Try it ▸
Only the lines below starting at the one containing "status: statuses[i %" and ending at the one containing "criterion_main!(benches);" belong in the answer, each copied exactly.

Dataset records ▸
+++
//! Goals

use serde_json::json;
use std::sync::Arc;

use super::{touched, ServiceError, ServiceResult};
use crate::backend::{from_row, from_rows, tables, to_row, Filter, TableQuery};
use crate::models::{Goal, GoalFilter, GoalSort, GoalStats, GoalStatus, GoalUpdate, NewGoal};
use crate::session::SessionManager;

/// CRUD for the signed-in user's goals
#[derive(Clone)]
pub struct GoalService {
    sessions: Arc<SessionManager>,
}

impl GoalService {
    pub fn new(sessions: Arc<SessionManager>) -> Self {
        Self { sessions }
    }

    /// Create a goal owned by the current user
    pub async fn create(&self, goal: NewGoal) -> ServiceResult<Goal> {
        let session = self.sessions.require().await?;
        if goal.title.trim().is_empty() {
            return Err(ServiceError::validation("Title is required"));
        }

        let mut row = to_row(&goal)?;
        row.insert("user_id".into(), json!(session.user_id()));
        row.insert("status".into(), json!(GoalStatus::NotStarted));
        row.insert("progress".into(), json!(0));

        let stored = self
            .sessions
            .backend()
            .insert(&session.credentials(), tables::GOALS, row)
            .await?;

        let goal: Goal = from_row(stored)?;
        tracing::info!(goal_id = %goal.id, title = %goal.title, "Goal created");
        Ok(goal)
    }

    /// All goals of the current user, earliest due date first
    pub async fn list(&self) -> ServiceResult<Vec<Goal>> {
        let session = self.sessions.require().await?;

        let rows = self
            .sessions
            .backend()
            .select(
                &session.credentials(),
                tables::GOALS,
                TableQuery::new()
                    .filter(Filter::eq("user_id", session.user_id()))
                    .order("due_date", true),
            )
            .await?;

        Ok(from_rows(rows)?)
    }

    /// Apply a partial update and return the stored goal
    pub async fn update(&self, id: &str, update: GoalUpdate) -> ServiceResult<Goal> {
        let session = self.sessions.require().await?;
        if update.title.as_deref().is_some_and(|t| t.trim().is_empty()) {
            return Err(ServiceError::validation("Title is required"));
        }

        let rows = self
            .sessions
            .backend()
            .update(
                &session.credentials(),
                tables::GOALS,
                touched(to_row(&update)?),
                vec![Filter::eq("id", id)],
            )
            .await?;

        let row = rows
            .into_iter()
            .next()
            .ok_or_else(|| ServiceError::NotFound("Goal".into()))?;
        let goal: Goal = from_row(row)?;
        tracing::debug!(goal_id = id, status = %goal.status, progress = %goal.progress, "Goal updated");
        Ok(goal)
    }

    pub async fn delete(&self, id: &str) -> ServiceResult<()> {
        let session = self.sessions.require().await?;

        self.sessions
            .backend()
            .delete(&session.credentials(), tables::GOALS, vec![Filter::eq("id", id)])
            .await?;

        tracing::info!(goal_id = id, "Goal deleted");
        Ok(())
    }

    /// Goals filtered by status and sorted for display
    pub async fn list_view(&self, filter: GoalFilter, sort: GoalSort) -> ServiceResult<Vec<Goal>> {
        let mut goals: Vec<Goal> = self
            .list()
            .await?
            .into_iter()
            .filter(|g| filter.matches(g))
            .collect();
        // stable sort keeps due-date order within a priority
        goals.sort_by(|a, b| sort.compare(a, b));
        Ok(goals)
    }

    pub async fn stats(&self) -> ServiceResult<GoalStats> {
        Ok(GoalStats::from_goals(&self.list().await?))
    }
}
+++
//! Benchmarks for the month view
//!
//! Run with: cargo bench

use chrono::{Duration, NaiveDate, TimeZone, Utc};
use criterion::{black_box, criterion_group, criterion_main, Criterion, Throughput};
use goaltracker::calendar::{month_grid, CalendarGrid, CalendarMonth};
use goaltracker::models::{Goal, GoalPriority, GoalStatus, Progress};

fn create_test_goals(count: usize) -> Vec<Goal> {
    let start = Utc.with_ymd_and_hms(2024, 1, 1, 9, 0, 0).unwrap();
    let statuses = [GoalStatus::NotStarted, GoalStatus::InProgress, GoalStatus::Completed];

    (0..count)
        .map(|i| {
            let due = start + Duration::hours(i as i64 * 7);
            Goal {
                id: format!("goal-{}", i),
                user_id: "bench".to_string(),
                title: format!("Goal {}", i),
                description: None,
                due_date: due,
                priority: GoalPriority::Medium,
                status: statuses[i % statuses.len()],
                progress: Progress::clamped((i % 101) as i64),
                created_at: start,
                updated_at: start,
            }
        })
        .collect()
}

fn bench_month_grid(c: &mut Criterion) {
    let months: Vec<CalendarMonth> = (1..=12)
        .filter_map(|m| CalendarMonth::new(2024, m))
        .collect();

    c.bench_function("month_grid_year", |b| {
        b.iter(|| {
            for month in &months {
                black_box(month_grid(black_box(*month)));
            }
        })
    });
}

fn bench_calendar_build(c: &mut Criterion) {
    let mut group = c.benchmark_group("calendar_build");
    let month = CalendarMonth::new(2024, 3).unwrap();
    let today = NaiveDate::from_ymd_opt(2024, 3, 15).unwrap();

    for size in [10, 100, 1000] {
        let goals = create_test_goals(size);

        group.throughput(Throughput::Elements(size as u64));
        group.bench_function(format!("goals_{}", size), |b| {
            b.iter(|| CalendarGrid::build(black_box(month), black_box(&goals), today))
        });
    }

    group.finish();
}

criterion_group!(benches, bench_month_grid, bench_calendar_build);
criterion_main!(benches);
+++
Solution to this task ▸
                status: statuses[i % statuses.len()],
                progress: Progress::clamped((i % 101) as i64),
                created_at: start,
                updated_at: start,
            }
        })
        .collect()
}

fn bench_month_grid(c: &mut Criterion) {
    let months: Vec<CalendarMonth> = (1..=12)
        .filter_map(|m| CalendarMonth::new(2024, m))
        .collect();

    c.bench_function("month_grid_year", |b| {
        b.iter(|| {
            for month in &months {
                black_box(month_grid(black_box(*month)));
            }
        })
    });
}

fn bench_calendar_build(c: &mut Criterion) {
    let mut group = c.benchmark_group("calendar_build");
    let month = CalendarMonth::new(2024, 3).unwrap();
    let today = NaiveDate::from_ymd_opt(2024, 3, 15).unwrap();

    for size in [10, 100, 1000] {
        let goals = create_test_goals(size);

        group.throughput(Throughput::Elements(size as u64));
        group.bench_function(format!("goals_{}", size), |b| {
            b.iter(|| CalendarGrid::build(black_box(month), black_box(&goals), today))
        });
    }

    group.finish();
}

criterion_group!(benches, bench_month_grid, bench_calendar_build);
criterion_main!(benches);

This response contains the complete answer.